>>>>

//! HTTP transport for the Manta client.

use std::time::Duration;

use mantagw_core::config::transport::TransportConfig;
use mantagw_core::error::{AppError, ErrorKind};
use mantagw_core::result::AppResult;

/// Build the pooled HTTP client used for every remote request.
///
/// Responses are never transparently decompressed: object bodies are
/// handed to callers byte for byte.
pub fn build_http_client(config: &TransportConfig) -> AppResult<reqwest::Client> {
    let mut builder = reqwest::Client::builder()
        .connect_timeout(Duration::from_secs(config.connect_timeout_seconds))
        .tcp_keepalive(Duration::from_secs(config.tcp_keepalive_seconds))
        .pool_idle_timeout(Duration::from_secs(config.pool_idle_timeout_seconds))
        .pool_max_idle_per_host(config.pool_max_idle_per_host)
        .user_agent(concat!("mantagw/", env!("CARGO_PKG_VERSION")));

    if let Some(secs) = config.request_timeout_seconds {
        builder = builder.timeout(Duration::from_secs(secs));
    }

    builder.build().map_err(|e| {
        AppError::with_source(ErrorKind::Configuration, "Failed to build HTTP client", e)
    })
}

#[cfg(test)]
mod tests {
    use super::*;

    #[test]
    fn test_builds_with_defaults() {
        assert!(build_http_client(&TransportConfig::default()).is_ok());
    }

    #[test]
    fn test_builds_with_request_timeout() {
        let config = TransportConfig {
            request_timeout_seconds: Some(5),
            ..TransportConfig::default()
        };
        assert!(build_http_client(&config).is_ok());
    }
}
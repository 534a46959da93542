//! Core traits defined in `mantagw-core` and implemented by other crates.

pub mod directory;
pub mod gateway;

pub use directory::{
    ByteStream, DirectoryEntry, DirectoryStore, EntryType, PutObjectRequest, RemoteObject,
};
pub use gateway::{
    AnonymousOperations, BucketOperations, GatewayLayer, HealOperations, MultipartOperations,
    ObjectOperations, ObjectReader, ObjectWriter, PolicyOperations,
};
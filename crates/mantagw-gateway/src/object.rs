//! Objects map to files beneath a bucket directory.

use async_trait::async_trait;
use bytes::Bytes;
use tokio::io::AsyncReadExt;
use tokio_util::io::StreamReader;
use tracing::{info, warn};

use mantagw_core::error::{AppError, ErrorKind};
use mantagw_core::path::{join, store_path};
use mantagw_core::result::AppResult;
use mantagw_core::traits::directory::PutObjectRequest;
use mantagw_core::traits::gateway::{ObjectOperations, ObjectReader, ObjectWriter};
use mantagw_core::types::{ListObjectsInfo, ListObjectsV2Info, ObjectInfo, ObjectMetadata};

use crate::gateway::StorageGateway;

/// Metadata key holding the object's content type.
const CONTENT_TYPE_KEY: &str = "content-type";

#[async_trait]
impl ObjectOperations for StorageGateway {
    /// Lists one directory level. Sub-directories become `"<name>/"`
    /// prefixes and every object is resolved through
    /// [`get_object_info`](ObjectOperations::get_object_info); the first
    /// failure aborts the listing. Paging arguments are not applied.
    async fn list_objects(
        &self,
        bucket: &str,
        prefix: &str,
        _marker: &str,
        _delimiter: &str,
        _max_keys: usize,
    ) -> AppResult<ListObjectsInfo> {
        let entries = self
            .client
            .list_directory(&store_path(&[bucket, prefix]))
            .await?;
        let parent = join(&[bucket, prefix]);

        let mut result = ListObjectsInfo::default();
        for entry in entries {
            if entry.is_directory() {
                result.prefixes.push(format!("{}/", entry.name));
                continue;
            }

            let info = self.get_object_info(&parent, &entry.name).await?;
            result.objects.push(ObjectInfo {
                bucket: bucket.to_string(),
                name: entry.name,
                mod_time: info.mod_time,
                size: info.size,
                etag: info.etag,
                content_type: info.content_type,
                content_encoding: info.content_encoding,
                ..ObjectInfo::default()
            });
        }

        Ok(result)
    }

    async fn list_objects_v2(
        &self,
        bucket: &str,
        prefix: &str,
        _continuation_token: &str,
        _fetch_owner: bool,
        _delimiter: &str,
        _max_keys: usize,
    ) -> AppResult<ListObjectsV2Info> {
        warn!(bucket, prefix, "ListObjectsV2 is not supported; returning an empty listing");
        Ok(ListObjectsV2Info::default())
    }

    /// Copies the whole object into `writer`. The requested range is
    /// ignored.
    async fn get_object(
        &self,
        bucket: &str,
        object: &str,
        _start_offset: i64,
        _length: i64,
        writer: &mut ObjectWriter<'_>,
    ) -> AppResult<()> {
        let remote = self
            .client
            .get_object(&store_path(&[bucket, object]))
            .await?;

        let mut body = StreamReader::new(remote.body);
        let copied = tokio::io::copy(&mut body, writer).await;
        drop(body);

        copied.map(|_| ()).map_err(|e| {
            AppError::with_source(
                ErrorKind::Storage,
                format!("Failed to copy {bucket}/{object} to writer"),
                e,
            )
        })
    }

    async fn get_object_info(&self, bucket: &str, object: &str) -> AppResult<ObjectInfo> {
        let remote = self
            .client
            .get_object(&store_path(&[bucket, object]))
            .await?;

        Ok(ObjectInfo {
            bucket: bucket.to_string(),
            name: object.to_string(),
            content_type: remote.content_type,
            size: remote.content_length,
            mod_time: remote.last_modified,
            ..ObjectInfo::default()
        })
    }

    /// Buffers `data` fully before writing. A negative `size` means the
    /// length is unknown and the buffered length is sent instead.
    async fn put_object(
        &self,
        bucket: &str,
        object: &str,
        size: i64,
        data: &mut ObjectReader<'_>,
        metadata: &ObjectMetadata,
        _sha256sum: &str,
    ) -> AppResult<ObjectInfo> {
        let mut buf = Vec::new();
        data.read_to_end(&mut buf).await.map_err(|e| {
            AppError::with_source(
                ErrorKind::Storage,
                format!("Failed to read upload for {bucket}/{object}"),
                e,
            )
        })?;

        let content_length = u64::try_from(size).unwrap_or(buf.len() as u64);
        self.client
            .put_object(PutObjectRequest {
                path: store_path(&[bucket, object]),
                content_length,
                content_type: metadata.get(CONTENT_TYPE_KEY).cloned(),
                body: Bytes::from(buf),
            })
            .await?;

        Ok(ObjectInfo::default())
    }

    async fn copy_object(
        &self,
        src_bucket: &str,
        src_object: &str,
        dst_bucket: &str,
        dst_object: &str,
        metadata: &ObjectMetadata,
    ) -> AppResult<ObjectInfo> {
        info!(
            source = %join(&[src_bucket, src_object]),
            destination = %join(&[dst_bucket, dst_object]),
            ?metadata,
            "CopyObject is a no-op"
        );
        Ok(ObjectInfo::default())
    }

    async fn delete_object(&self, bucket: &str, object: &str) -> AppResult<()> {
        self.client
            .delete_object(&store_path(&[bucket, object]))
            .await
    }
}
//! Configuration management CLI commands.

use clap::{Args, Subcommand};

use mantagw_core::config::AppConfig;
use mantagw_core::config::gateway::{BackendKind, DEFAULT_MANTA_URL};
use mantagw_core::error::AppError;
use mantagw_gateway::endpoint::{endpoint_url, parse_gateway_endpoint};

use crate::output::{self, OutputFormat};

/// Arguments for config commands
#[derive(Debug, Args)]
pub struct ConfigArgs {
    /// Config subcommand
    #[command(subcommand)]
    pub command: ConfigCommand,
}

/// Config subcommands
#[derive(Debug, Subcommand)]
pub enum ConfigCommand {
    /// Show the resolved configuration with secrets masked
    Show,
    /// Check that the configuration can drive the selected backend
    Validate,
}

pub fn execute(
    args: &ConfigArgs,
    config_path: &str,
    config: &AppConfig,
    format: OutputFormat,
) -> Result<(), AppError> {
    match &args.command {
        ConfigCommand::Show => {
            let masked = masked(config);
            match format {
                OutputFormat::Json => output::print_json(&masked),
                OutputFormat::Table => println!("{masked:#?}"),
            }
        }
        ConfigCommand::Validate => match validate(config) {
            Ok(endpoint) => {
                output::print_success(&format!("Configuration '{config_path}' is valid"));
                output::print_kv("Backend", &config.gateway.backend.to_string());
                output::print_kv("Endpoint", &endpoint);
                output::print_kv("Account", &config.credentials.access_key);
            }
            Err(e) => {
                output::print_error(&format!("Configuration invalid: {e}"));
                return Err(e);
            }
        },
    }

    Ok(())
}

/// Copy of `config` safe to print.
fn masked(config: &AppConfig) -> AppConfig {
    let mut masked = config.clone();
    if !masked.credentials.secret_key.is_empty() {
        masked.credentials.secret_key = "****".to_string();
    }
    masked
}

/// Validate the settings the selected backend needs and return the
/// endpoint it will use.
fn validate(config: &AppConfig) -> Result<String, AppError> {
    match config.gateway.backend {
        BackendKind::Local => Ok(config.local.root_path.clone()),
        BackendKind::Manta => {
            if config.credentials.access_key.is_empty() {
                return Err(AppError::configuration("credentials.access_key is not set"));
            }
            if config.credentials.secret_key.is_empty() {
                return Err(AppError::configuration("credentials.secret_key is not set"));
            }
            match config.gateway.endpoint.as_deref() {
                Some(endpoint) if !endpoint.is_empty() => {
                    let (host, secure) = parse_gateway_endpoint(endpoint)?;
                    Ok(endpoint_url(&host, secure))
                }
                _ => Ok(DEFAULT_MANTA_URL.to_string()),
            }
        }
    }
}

<<<<
>>>>

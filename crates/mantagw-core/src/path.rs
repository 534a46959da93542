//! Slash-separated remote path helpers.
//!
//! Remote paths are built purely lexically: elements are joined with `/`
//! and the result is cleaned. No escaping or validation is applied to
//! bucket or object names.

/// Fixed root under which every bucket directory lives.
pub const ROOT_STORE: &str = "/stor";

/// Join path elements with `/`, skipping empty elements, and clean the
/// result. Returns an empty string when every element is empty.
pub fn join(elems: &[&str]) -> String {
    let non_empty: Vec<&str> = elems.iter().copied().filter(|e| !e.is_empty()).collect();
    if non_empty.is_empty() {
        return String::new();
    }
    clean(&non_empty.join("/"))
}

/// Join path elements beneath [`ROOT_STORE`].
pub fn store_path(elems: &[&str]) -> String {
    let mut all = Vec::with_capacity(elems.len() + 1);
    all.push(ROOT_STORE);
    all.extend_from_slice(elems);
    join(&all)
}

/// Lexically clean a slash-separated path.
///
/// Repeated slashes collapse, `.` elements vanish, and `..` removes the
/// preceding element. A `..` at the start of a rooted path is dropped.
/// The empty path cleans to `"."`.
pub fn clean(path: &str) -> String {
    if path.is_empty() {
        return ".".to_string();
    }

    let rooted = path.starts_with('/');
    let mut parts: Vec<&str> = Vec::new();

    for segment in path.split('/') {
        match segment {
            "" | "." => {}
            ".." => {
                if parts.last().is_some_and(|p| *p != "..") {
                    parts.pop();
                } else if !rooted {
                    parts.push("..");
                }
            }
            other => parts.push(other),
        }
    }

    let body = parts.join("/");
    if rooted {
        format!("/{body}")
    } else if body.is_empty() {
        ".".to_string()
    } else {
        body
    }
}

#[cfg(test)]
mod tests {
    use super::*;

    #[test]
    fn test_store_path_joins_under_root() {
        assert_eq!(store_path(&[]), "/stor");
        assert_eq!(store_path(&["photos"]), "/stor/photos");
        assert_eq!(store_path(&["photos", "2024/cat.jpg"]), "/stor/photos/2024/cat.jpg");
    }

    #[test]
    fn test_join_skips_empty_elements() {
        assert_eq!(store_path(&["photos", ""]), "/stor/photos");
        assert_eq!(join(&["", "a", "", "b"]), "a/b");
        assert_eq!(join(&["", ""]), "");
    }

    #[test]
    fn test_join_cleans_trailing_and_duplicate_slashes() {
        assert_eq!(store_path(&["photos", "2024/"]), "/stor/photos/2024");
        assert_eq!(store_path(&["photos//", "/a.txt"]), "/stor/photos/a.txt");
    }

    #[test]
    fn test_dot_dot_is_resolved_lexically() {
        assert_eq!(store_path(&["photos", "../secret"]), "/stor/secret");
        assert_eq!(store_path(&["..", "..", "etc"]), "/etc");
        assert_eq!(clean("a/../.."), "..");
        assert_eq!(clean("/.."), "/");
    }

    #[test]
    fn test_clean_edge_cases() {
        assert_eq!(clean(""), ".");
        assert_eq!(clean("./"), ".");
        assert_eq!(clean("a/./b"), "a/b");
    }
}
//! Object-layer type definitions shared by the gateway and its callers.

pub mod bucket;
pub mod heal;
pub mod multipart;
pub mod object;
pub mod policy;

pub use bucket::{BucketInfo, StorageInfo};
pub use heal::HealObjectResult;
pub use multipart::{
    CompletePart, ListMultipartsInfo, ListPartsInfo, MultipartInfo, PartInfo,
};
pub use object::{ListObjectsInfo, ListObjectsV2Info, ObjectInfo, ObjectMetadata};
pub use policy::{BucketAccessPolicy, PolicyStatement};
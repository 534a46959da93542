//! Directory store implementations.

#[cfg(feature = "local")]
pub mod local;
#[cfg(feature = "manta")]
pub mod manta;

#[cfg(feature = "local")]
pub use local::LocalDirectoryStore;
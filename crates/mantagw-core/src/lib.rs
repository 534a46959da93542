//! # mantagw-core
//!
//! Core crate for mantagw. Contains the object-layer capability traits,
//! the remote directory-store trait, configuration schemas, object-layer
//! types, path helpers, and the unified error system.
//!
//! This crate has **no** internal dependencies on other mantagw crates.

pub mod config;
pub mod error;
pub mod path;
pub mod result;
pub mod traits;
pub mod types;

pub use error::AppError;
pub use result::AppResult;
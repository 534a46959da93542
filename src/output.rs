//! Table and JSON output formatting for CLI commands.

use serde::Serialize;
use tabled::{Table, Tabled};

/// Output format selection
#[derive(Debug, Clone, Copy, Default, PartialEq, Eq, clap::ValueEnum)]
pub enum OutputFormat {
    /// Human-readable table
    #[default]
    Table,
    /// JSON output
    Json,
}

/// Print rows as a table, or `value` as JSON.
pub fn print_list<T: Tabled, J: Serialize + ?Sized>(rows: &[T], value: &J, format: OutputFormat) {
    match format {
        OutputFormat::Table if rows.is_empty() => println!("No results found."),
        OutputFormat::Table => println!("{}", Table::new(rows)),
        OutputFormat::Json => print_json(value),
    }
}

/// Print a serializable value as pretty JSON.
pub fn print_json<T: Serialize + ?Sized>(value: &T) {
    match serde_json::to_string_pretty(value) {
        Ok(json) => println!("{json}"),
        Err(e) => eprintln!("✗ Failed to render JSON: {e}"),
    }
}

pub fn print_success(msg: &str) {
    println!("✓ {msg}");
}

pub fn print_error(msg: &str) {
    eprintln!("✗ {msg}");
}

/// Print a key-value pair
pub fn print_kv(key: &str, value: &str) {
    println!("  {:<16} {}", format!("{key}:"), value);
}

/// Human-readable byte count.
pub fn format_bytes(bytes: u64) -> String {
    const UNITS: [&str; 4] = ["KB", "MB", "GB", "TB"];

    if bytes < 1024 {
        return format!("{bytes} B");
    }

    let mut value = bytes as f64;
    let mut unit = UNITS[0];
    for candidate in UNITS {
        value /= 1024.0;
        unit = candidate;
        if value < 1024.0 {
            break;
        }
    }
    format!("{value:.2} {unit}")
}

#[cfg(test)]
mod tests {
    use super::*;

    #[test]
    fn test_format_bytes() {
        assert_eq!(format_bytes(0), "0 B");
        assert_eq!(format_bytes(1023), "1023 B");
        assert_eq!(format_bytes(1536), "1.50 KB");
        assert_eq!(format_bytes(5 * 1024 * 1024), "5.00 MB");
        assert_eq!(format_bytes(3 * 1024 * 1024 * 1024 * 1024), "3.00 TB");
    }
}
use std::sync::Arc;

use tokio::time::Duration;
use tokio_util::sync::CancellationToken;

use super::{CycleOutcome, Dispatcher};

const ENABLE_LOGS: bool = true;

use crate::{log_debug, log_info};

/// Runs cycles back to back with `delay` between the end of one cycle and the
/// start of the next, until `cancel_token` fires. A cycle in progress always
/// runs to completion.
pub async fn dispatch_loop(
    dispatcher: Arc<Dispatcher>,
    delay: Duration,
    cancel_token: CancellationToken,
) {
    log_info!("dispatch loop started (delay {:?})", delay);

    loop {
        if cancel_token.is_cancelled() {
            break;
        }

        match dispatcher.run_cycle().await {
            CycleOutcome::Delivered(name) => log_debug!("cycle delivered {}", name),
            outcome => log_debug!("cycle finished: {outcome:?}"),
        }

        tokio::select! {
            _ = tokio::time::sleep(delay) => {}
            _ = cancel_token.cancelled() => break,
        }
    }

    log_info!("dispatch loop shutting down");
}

<<<<

EXERCISE: Repeat, exactly as they stand above, the lines from the line with "configuration schemas, object-layer" to the line with "filename src/output.rs", both lines included.

YOUR SOLUTION:
//! the remote directory-store trait, configuration schemas, object-layer
//! types, path helpers, and the unified error system.
//!
//! This crate has **no** internal dependencies on other mantagw crates.

pub mod config;
pub mod error;
pub mod path;
pub mod result;
pub mod traits;
pub mod types;

pub use error::AppError;
pub use result::AppResult;
repository 534a46959da93542
filename src/output.rs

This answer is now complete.